[What to produce]:
Gather the lines below that include the string "currently", copying each in full.

[Exercise data]:

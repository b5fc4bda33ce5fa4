//! Integration tests for Householder QR decomposition.

mod helpers;

use approx::assert_abs_diff_eq;
use helpers::{max_abs_diff, max_abs_diff_complex, random_complex, random_dense};
use num_complex::Complex64;
use ruvector_decompose::dense::DenseMatrix;
use ruvector_decompose::engine::DecompositionEngine;
use ruvector_decompose::qr::{dense_qr, default_tolerance, QrFactors};
use ruvector_decompose::types::Matrix;

const TOL: f64 = 1e-10;

fn check_real(a: &DenseMatrix<f64>) {
    let (m, n) = a.size();
    let QrFactors { q, r } = dense_qr(a.clone(), TOL).unwrap();
    assert_eq!(q.size(), (m, m));
    assert_eq!(r.size(), (m, n));

    let qqt = q.matmul(&q.conj_transpose()).unwrap();
    assert!(max_abs_diff(&qqt, &DenseMatrix::identity(m)) < 1e-12, "{m}x{n}: Q not orthogonal");

    let qr = q.matmul(&r).unwrap();
    assert!(max_abs_diff(&qr, a) < 1e-12, "{m}x{n}: QR != A");

    for j in 0..n {
        for i in j + 1..m {
            assert_eq!(r.get(i, j), 0.0, "{m}x{n}: R[{i}][{j}] below diagonal");
        }
        if j < m {
            assert!(r.get(j, j) >= 0.0);
        }
    }
}

#[test]
fn test_square_real() {
    for (n, seed) in [(1, 1), (2, 2), (5, 3), (16, 4)] {
        check_real(&random_dense(n, n, seed));
    }
}

#[test]
fn test_tall_and_wide_real() {
    check_real(&random_dense(7, 3, 10));
    check_real(&random_dense(3, 7, 11));
    check_real(&random_dense(9, 1, 12));
}

#[test]
fn test_known_factorization() {
    // Classic example with integer R.
    let a = DenseMatrix::from_rows(vec![
        vec![12.0, -51.0, 4.0],
        vec![6.0, 167.0, -68.0],
        vec![-4.0, 24.0, -41.0],
    ])
    .unwrap();
    let QrFactors { r, .. } = dense_qr(a.clone(), TOL).unwrap();
    let expected = [[14.0, 21.0, -14.0], [0.0, 175.0, -70.0], [0.0, 0.0, 35.0]];
    for (i, row) in expected.iter().enumerate() {
        for (j, &e) in row.iter().enumerate() {
            assert_abs_diff_eq!(r.get(i, j), e, epsilon = 1e-9);
        }
    }
    check_real(&a);
}

#[test]
fn test_zero_column_is_left_alone() {
    let a = DenseMatrix::from_rows(vec![
        vec![0.0, 1.0],
        vec![0.0, 2.0],
        vec![0.0, 2.0],
    ])
    .unwrap();
    let QrFactors { q, r } = dense_qr(a.clone(), TOL).unwrap();
    // Column 0 produces no reflection, so column 1 is reduced over rows 1..3.
    assert_eq!(r.get(0, 0), 0.0);
    assert_eq!(r.get(0, 1), 1.0);
    assert_abs_diff_eq!(r.get(1, 1), 8.0_f64.sqrt(), epsilon = 1e-12);
    assert!(max_abs_diff(&q.matmul(&r).unwrap(), &a) < 1e-12);
}

#[test]
fn test_complex_unitary_and_reconstruction() {
    for (m, n, seed) in [(3, 3, 5), (5, 2, 6), (2, 4, 7)] {
        let a = random_complex(m, n, seed);
        let QrFactors { q, r } = dense_qr(a.clone(), TOL).unwrap();

        let qqh = q.matmul(&q.conj_transpose()).unwrap();
        assert!(
            max_abs_diff_complex(&qqh, &DenseMatrix::identity(m)) < 1e-12,
            "{m}x{n}: Q not unitary"
        );
        assert!(max_abs_diff_complex(&q.matmul(&r).unwrap(), &a) < 1e-12);

        for j in 0..n.min(m) {
            let d = r.get(j, j);
            assert_abs_diff_eq!(d.im, 0.0, epsilon = 1e-12);
            assert!(d.re >= 0.0);
            for i in j + 1..m {
                assert_eq!(r.get(i, j), Complex64::new(0.0, 0.0));
            }
        }
    }
}

#[test]
fn test_input_is_consumed_not_shared() {
    let a = random_dense(4, 4, 99);
    let copy = a.clone();
    let _ = dense_qr(a, TOL).unwrap();
    assert_eq!(copy, random_dense(4, 4, 99));
}

// ---------------------------------------------------------------------------
// Single precision
// ---------------------------------------------------------------------------

#[test]
fn test_single_precision_through_default_engine() {
    let engine = DecompositionEngine::default();
    for (m, n) in [(4, 4), (16, 16), (12, 5), (3, 9)] {
        for seed in 1..=20 {
            let a: DenseMatrix<f32> = random_dense(m, n, seed).map(|v| *v as f32);
            let QrFactors { q, r } = engine
                .qr(&Matrix::Dense(a.clone()))
                .unwrap_or_else(|e| panic!("{m}x{n} seed {seed}: {e}"));

            let qr = q.matmul(&r).unwrap();
            for i in 0..m {
                for j in 0..n {
                    assert!((qr.get(i, j) - a.get(i, j)).abs() < 1e-4, "{m}x{n} seed {seed}");
                    if i > j {
                        assert_eq!(r.get(i, j), 0.0);
                    }
                }
            }
        }
    }
}

#[test]
fn test_single_precision_tolerance_is_looser() {
    assert!(default_tolerance::<f32>(4, 4) > default_tolerance::<f64>(4, 4) * 1e8);
    // Double precision keeps the check tight enough to catch real defects.
    assert!(default_tolerance::<f64>(100, 100) < 1e-11);
}
impl<T> CscMatrix<T> {
    /// Assemble a CSC matrix from raw parts.
    ///
    /// # Errors
    ///
    /// Returns the first structural violation reported by
    /// [`validate_csc`](crate::validation::validate_csc).
    pub fn new(
        rows: usize,
        cols: usize,
        col_ptr: Vec<usize>,
        row_indices: Vec<usize>,
        values: Vec<T>,
    ) -> Result<Self, ValidationError> {
        let m = Self {
            values,
            row_indices,
            col_ptr,
            rows,
            cols,
        };
        validate_csc(&m)?;
        Ok(m)
    }

    /// Empty matrix with `rows` rows and no columns yet, ready to be grown
    /// through [`push_entry`](Self::push_entry) /
    /// [`close_column`](Self::close_column).
    pub(crate) fn with_rows(rows: usize, nnz_hint: usize) -> Self {
        Self {
            values: Vec::with_capacity(nnz_hint),
            row_indices: Vec::with_capacity(nnz_hint),
            col_ptr: vec![0],
            rows,
            cols: 0,
        }
    }

    /// Append an entry to the column currently being built.
    #[inline]
    pub(crate) fn push_entry(&mut self, row: usize, value: T) {
        self.row_indices.push(row);
        self.values.push(value);
    }

    /// Seal the column currently being built.
    #[inline]
    pub(crate) fn close_column(&mut self) {
        self.col_ptr.push(self.values.len());
        self.cols += 1;
    }

    /// Number of stored entries.
    #[inline]
    pub fn nnz(&self) -> usize {
        self.values.len()
    }

    /// `(rows, cols)`.
    #[inline]
    pub fn size(&self) -> (usize, usize) {
        (self.rows, self.cols)
    }

    #[inline]
    pub fn is_square(&self) -> bool {
        self.rows == self.cols
    }

    /// Iterate over `(row_index, &value)` pairs of column `j`, in storage order.
    #[inline]
    pub fn col_entries(&self, j: usize) -> impl Iterator<Item = (usize, &T)> {
        let start = self.col_ptr[j];
        let end = self.col_ptr[j + 1];
        self.row_indices[start..end]
            .iter()
            .copied()
            .zip(self.values[start..end].iter())
    }

    /// `true` if every column lists its rows in strictly ascending order.
    pub fn has_sorted_indices(&self) -> bool {
        (0..self.cols).all(|j| {
            self.row_indices[self.col_ptr[j]..self.col_ptr[j + 1]]
                .windows(2)
                .all(|w| w[0] < w[1])
        })
    }

    /// Sort each column's entries by row index.
    pub fn sort_indices(&mut self) {
        for j in 0..self.cols {
            let start = self.col_ptr[j];
            let end = self.col_ptr[j + 1];
            let mut order: Vec<usize> = (start..end).collect();
            order.sort_by_key(|&k| self.row_indices[k]);
            if order.iter().enumerate().all(|(i, &k)| k == start + i) {
                continue;
            }
            // Apply the permutation by cycle-following so values never need
            // to be cloned.
            let mut placed = vec![false; order.len()];
            for first in 0..order.len() {
                if placed[first] {
                    continue;
                }
                let mut cur = first;
                loop {
                    placed[cur] = true;
                    let src = order[cur] - start;
                    if src == first {
                        break;
                    }
                    self.row_indices.swap(start + cur, start + src);
                    self.values.swap(start + cur, start + src);
                    cur = src;
                }
            }
        }
    }

    /// Exchange the labels of rows `a` and `b` in every column.
    ///
    /// Columns keep ascending row order if they had it: an entry whose label
    /// changes is shifted to its new sorted position within the column.
    pub fn swap_rows(&mut self, a: usize, b: usize) {
        if a == b {
            return;
        }
        for j in 0..self.cols {
            let start = self.col_ptr[j];
            let end = self.col_ptr[j + 1];
            let mut pos_a = None;
            let mut pos_b = None;
            for k in start..end {
                if self.row_indices[k] == a {
                    pos_a = Some(k);
                } else if self.row_indices[k] == b {
                    pos_b = Some(k);
                }
            }
            match (pos_a, pos_b) {
                (Some(pa), Some(pb)) => self.values.swap(pa, pb),
                (Some(p), None) => {
                    self.row_indices[p] = b;
                    self.resettle(p, start, end);
                }
                (None, Some(p)) => {
                    self.row_indices[p] = a;
                    self.resettle(p, start, end);
                }
                (None, None) => {}
            }
        }
    }

    /// Move the entry at `pos` to its ordered place within `start..end`.
    fn resettle(&mut self, mut pos: usize, start: usize, end: usize) {
        while pos + 1 < end && self.row_indices[pos + 1] < self.row_indices[pos] {
            self.row_indices.swap(pos, pos + 1);
            self.values.swap(pos, pos + 1);
            pos += 1;
        }
        while pos > start && self.row_indices[pos - 1] > self.row_indices[pos] {
            self.row_indices.swap(pos, pos - 1);
            self.values.swap(pos, pos - 1);
            pos -= 1;
        }
    }

    /// Position of `(i, j)` in the storage arrays, if stored.
    fn find(&self, i: usize, j: usize) -> Option<usize> {
        let start = self.col_ptr[j];
        let end = self.col_ptr[j + 1];
        (start..end).find(|&k| self.row_indices[k] == i)
    }
}
//! Dense row-major matrix storage.
//!
//! [`DenseMatrix`] owns a flat buffer of `rows * cols` scalars. Decompositions
//! take it by value and mutate that buffer in place, so callers that need the
//! original must clone first.

use std::ops::{Index, IndexMut};

use serde::{Deserialize, Serialize};

use crate::csc::CscMatrix;
use crate::csr::CsrMatrix;
use crate::error::{DecompError, ValidationError};
use crate::scalar::Scalar;

/// Dense matrix stored in row-major order.
///
/// # Layout
///
/// Entry `(i, j)` lives at `data[i * cols + j]`. Every row therefore has
/// exactly `cols` elements.
#[derive(Debug, Clone, PartialEq, Serialize, Deserialize)]
pub struct DenseMatrix<T> {
    data: Vec<T>,
    rows: usize,
    cols: usize,
}

impl<T> DenseMatrix<T> {
    /// Wrap a row-major buffer.
    ///
    /// # Errors
    ///
    /// Returns [`ValidationError::DimensionMismatch`] if
    /// `data.len() != rows * cols`.
    pub fn new(rows: usize, cols: usize, data: Vec<T>) -> Result<Self, ValidationError> {
        if data.len() != rows * cols {
            return Err(ValidationError::DimensionMismatch(format!(
                "buffer of length {} cannot hold a {}x{} matrix",
                data.len(),
                rows,
                cols,
            )));
        }
        Ok(Self { data, rows, cols })
    }

    /// Build from a nested array literal, one `Vec` per row.
    ///
    /// # Errors
    ///
    /// Returns [`ValidationError::RaggedRows`] if the rows differ in length.
    pub fn from_rows(rows: Vec<Vec<T>>) -> Result<Self, ValidationError> {
        let n_rows = rows.len();
        let n_cols = rows.first().map_or(0, Vec::len);
        let mut data = Vec::with_capacity(n_rows * n_cols);
        for (i, row) in rows.into_iter().enumerate() {
            if row.len() != n_cols {
                return Err(ValidationError::RaggedRows {
                    row: i,
                    expected: n_cols,
                    got: row.len(),
                });
            }
            data.extend(row);
        }
        Ok(Self {
            data,
            rows: n_rows,
            cols: n_cols,
        })
    }

    /// Build an `n x 1` column vector.
    pub fn column(values: Vec<T>) -> Self {
        let rows = values.len();
        Self {
            data: values,
            rows,
            cols: 1,
        }
    }

    /// Wrap a buffer whose length the caller has already established.
    pub(crate) fn from_parts(rows: usize, cols: usize, data: Vec<T>) -> Self {
        debug_assert_eq!(data.len(), rows * cols);
        Self { data, rows, cols }
    }

    /// Number of rows.
    #[inline]
    pub fn rows(&self) -> usize {
        self.rows
    }

    /// Number of columns.
    #[inline]
    pub fn cols(&self) -> usize {
        self.cols
    }

    /// `(rows, cols)`.
    #[inline]
    pub fn size(&self) -> (usize, usize) {
        (self.rows, self.cols)
    }

    #[inline]
    pub fn is_square(&self) -> bool {
        self.rows == self.cols
    }

    /// Row-major view of the whole buffer.
    #[inline]
    pub fn as_slice(&self) -> &[T] {
        &self.data
    }

    /// Consume the matrix and return its row-major buffer.
    pub fn into_vec(self) -> Vec<T> {
        self.data
    }

    /// Borrow row `i`.
    ///
    /// # Panics
    ///
    /// Panics if `i >= rows`.
    #[inline]
    pub fn row(&self, i: usize) -> &[T] {
        &self.data[i * self.cols..(i + 1) * self.cols]
    }

    /// Swap rows `a` and `b` in place.
    pub fn swap_rows(&mut self, a: usize, b: usize) {
        if a == b {
            return;
        }
        let cols = self.cols;
        let (lo, hi) = if a < b { (a, b) } else { (b, a) };
        let (head, tail) = self.data.split_at_mut(hi * cols);
        head[lo * cols..(lo + 1) * cols].swap_with_slice(&mut tail[..cols]);
    }

    /// Apply `f` to every entry.
    pub fn map<U, F: FnMut(&T) -> U>(&self, f: F) -> DenseMatrix<U> {
        DenseMatrix {
            data: self.data.iter().map(f).collect(),
            rows: self.rows,
            cols: self.cols,
        }
    }
}

impl<T: Clone> DenseMatrix<T> {
    /// Nested-row representation, the inverse of [`from_rows`](Self::from_rows).
    pub fn to_rows(&self) -> Vec<Vec<T>> {
        (0..self.rows).map(|i| self.row(i).to_vec()).collect()
    }

    /// `A^T`.
    pub fn transpose(&self) -> Self {
        let mut data = Vec::with_capacity(self.data.len());
        for j in 0..self.cols {
            for i in 0..self.rows {
                data.push(self.data[i * self.cols + j].clone());
            }
        }
        Self {
            data,
            rows: self.cols,
            cols: self.rows,
        }
    }
}

impl<T: Scalar> DenseMatrix<T> {
    /// All-zero `rows x cols` matrix.
    pub fn zeros(rows: usize, cols: usize) -> Self {
        Self {
            data: vec![T::zero(); rows * cols],
            rows,
            cols,
        }
    }

    /// `n x n` identity.
    pub fn identity(n: usize) -> Self {
        let mut m = Self::zeros(n, n);
        for i in 0..n {
            m.data[i * n + i] = T::one();
        }
        m
    }

    /// Clone of entry `(i, j)`.
    ///
    /// # Panics
    ///
    /// Panics if the position is out of bounds.
    #[inline]
    pub fn get(&self, i: usize, j: usize) -> T {
        self[(i, j)].clone()
    }

    /// Overwrite entry `(i, j)`.
    ///
    /// # Panics
    ///
    /// Panics if the position is out of bounds.
    #[inline]
    pub fn set(&mut self, i: usize, j: usize, value: T) {
        self[(i, j)] = value;
    }

    /// Conjugate transpose `A^H`.
    pub fn conj_transpose(&self) -> Self {
        let mut t = self.transpose();
        for v in &mut t.data {
            *v = v.conj();
        }
        t
    }

    /// Matrix product `self * rhs`.
    ///
    /// # Errors
    ///
    /// Returns [`DecompError::DimensionMismatch`] if `self.cols != rhs.rows`.
    pub fn matmul(&self, rhs: &Self) -> Result<Self, DecompError> {
        if self.cols != rhs.rows {
            return Err(DecompError::DimensionMismatch(format!(
                "cannot multiply {}x{} by {}x{}",
                self.rows, self.cols, rhs.rows, rhs.cols,
            )));
        }
        let mut out = Self::zeros(self.rows, rhs.cols);
        for i in 0..self.rows {
            for k in 0..self.cols {
                let a = &self.data[i * self.cols + k];
                if a.is_zero() {
                    continue;
                }
                for j in 0..rhs.cols {
                    let idx = i * rhs.cols + j;
                    out.data[idx] = out.data[idx].add(&a.mul(&rhs.data[k * rhs.cols + j]));
                }
            }
        }
        Ok(out)
    }

    /// Compressed-column copy. Zero entries are not stored.
    pub fn to_csc(&self) -> CscMatrix<T> {
        let mut col_ptr = Vec::with_capacity(self.cols + 1);
        let mut row_indices = Vec::new();
        let mut values = Vec::new();
        col_ptr.push(0);
        for j in 0..self.cols {
            for i in 0..self.rows {
                let v = &self.data[i * self.cols + j];
                if !v.is_zero() {
                    row_indices.push(i);
                    values.push(v.clone());
                }
            }
            col_ptr.push(values.len());
        }
        CscMatrix {
            values,
            row_indices,
            col_ptr,
            rows: self.rows,
            cols: self.cols,
        }
    }

    /// Compressed-row copy. Zero entries are not stored.
    pub fn to_csr(&self) -> CsrMatrix<T> {
        let mut row_ptr = Vec::with_capacity(self.rows + 1);
        let mut col_indices = Vec::new();
        let mut values = Vec::new();
        row_ptr.push(0);
        for i in 0..self.rows {
            for (j, v) in self.row(i).iter().enumerate() {
                if !v.is_zero() {
                    col_indices.push(j);
                    values.push(v.clone());
                }
            }
            row_ptr.push(values.len());
        }
        CsrMatrix {
            row_ptr,
            col_indices,
            values,
            rows: self.rows,
            cols: self.cols,
        }
    }
}

impl<T> Index<(usize, usize)> for DenseMatrix<T> {
    type Output = T;

    #[inline]
    fn index(&self, (i, j): (usize, usize)) -> &T {
        assert!(
            i < self.rows && j < self.cols,
            "index ({i}, {j}) out of bounds for {}x{} matrix",
            self.rows,
            self.cols,
        );
        &self.data[i * self.cols + j]
    }
}

impl<T> IndexMut<(usize, usize)> for DenseMatrix<T> {
    #[inline]
    fn index_mut(&mut self, (i, j): (usize, usize)) -> &mut T {
        assert!(
            i < self.rows && j < self.cols,
            "index ({i}, {j}) out of bounds for {}x{} matrix",
            self.rows,
            self.cols,
        );
        &mut self.data[i * self.cols + j]
    }
}
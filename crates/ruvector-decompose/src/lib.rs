//! Direct decompositions and triangular solvers for the ruvector ecosystem.
//!
//! This crate factors matrices stored densely or in compressed sparse form,
//! and solves the triangular systems the factors produce. Every algorithm is
//! generic over the [`Scalar`](scalar::Scalar) contract, so the same code runs
//! on `f32`, `f64`, complex numbers or any exact type that implements it.
//!
//! # Available Operations
//!
//! | Operation | Storage | Entry point |
//! |-----------|---------|-------------|
//! | LU with partial pivoting | dense | [`dense_lu`](lu::dense_lu) |
//! | LU with partial pivoting | CSC | [`sparse_lu`](lu::sparse_lu) |
//! | Householder QR | dense | [`dense_qr`](qr::dense_qr) |
//! | Forward substitution | dense, CSC, CSR | [`substitution`] |
//! | Backward substitution | dense, CSC | [`substitution`] |
//!
//! [`DecompositionEngine`](engine::DecompositionEngine) dispatches all of
//! these over the [`Matrix`](types::Matrix) storage union.
//!
//! # Example
//!
//! ```rust
//! use ruvector_decompose::dense::DenseMatrix;
//! use ruvector_decompose::engine::{DecompositionEngine, EngineConfig};
//! use ruvector_decompose::types::{Matrix, StorageKind};
//!
//! let a: DenseMatrix<f64> = DenseMatrix::from_rows(vec![vec![2.0, 1.0], vec![1.0, 4.0]]).unwrap();
//! let b: DenseMatrix<f64> = DenseMatrix::column(vec![3.0, 9.0]);
//!
//! let engine = DecompositionEngine::new(EngineConfig::default());
//! let x = engine
//!     .lusolve(&Matrix::from_dense(StorageKind::Csc, a), &Matrix::Dense(b))
//!     .unwrap();
//! let x = x.to_dense();
//! assert!((x.get(0, 0) - 1.0).abs() < 1e-12);
//! assert!((x.get(1, 0) - 2.0).abs() < 1e-12);
//! ```

pub mod csc;
pub mod csr;
pub mod dense;
pub mod engine;
pub mod error;
pub mod heap;
pub mod lu;
pub mod qr;
pub mod scalar;
pub mod spa;
pub mod substitution;
pub mod types;
pub mod validation;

[Task result]:
    /// Append an entry to the column currently being built.
    /// Seal the column currently being built.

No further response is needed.